Женский элемент города, для которого молодое и богатое офицерство, разодетое во все цвета радуги, предоставляло самый широкий выбор, поголовно приняло вид дам полусвета, как по тону, так и ещё больше по поведению. Лёгкости нравов, принятых всем обществом Новогеоргиевска, особенно способствовало то обстоятельство, что для удовлетворения невиданно повысившегося спроса на помощь местным силам прибыли из близлежащих центров на гастроли целые отряды «маленьких грешниц» всякого вида и калибра. Ко времени моего приезда в Крылов городок уже вполне имел вид военного лагеря со всеми присущими последнему качествами, как положительными, так и ещё более отрицательными. Население его было ограничено почти исключительно четырьмя элементами: офицеры, солдаты, кони и… девочки, причём в этой атмосфере казарменного уюта штатская публика совершенно исчезла, по крайней мере, её нигде и никогда видно не было.
Атмосфера, в которую попали здесь молодые офицеры прямо со школьной скамьи, оставляла желать лучшего. Старшие офицеры принадлежали к составу Запасного полка и среди нас, «строевой» молодежи, авторитетом поэтому не пользовались, да они и сами нисколько не интересовались нами, как элементом для них временным и случайным. Это создавало ненормальные условия жизни для офицерской молодёжи, предоставленной самой себе без необходимого надзора и руководства.
Выпуск 1914 года, к которому мы все принадлежали, составляли почти исключительно бывшие кадеты, т.е. полудети по 18-19 лет, не имевшие никакого понятия о практической стороне человеческой жизни и взаимоотношениях. Все мы ещё смотрели на мир, по юнкерскому выражению, «с высоты птичьего полёта», т.е. попросту говоря, глазами желторотых птенцов. Глубоко обоснованные и благородные понятия об офицерском звании, чести мундира, кастовые традиции кавалерии превращались в нашем мальчишеском понятии в уродливые и карикатурные формы.

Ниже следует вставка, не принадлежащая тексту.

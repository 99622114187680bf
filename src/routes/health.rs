use axum::{http::StatusCode, response::IntoResponse, Json};
use serde_json::json;

#[utoipa::path(
    get,
    path = "/health",
    responses(
        (status = 200, description = "Process is up")
    )
)]
#[axum::debug_handler]
pub async fn health() -> impl IntoResponse {
    (
        StatusCode::OK,
        Json(json!({
            "status": "ok",
            "service": env!("CARGO_PKG_NAME"),
        })),
    )
}
use axum::{
    extract::{Path, State},
    response::{IntoResponse, Json},
    Extension,
};
use uuid::Uuid;

use crate::{
    dto::session_dto::{NextQuestionResponse, SessionIdRequest, SessionStateResponse},
    error::Result,
    middleware::auth::Claims,
    models::question::QuestionSummary,
    models::session::SessionStatus,
    routes::session::require_session_id,
    services::session_service::{AdvanceOutcome, QUESTIONS_PER_SESSION},
    AppState,
};

#[utoipa::path(
    post,
    path = "/api/practice/next",
    request_body = SessionIdRequest,
    responses(
        (status = 200, description = "Next question, completion or exhausted pool", body = Json<NextQuestionResponse>),
        (status = 404, description = "Session not found"),
        (status = 409, description = "Session was abandoned")
    )
)]
#[axum::debug_handler]
pub async fn next_question(
    State(state): State<AppState>,
    Extension(claims): Extension<Claims>,
    Json(payload): Json<SessionIdRequest>,
) -> Result<impl IntoResponse> {
    let session_id = require_session_id(&payload)?;
    let outcome = state.session_service.advance(&claims.sub, session_id).await?;

    let body = match outcome {
        AdvanceOutcome::Next(question) => NextQuestionResponse {
            ok: true,
            status: SessionStatus::InProgress,
            next_question: Some(question),
            final_score: None,
            message: None,
        },
        AdvanceOutcome::Completed(session) => NextQuestionResponse {
            ok: false,
            status: session.status,
            next_question: None,
            final_score: session.overall_score,
            message: Some("Session completed".to_string()),
        },
        AdvanceOutcome::NoQuestionAvailable => NextQuestionResponse {
            ok: false,
            status: SessionStatus::InProgress,
            next_question: None,
            final_score: None,
            message: Some("No more questions available for this role and difficulty".to_string()),
        },
    };
    Ok(Json(body))
}

#[utoipa::path(
    get,
    path = "/api/practice/session/{id}",
    params(
        ("id" = Uuid, Path, description = "Session ID")
    ),
    responses(
        (status = 200, description = "Session status and current question", body = Json<SessionStateResponse>),
        (status = 404, description = "Session not found")
    )
)]
#[axum::debug_handler]
pub async fn get_session_state(
    State(state): State<AppState>,
    Extension(claims): Extension<Claims>,
    Path(id): Path<Uuid>,
) -> Result<impl IntoResponse> {
    let current = state.session_service.get_state(&claims.sub, id).await?;
    Ok(Json(SessionStateResponse {
        id: current.session.id,
        status: current.session.status,
        interview_role: current.session.interview_role,
        difficulty: current.session.difficulty,
        current_question_id: current.session.current_question_id,
        current_question: current.current_question.as_ref().map(QuestionSummary::from),
        questions_answered: current.questions_answered,
        max_questions: QUESTIONS_PER_SESSION,
    }))
}
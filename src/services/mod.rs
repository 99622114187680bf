pub mod ai_service;
pub mod alert_service;
pub mod analytics_service;
pub mod attempt_service;
pub mod audio_store;
pub mod evaluation_service;
pub mod feedback_parser;
pub mod preference_service;
pub mod prompts;
pub mod question_selector;
pub mod score_service;
pub mod session_service;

В нормальное время эти общие для всей зелёной офицерской молодёжи недостатки постепенно исчезают под руководством старших товарищей в полку, в Новогеоргиевске же как раз этих-то старших руководителей у нас и не было. Не видя перед собой образцов, с которых можно было брать пример, мы сами себе изобрели «идеал» кавалериста по романам Афанасьева-Чужбинина и других, ему подобных авторов, описывающих не без красочности давно прошедшие времена развесёлой гусарской жизни, которая кратко, но выразительно изображена в старой бурцевской песне: «Где гусары прежних лет, где гусары удалые…» Этот «гусар удалой», по Бурцеву и Афанасьеву-Чужбинину, должен был быть на редкость неудобным для окружающих существом, рубака и забияка, забулдыга и пьяница, весь досуг которого распределялся между войной и беспробудным пьянством.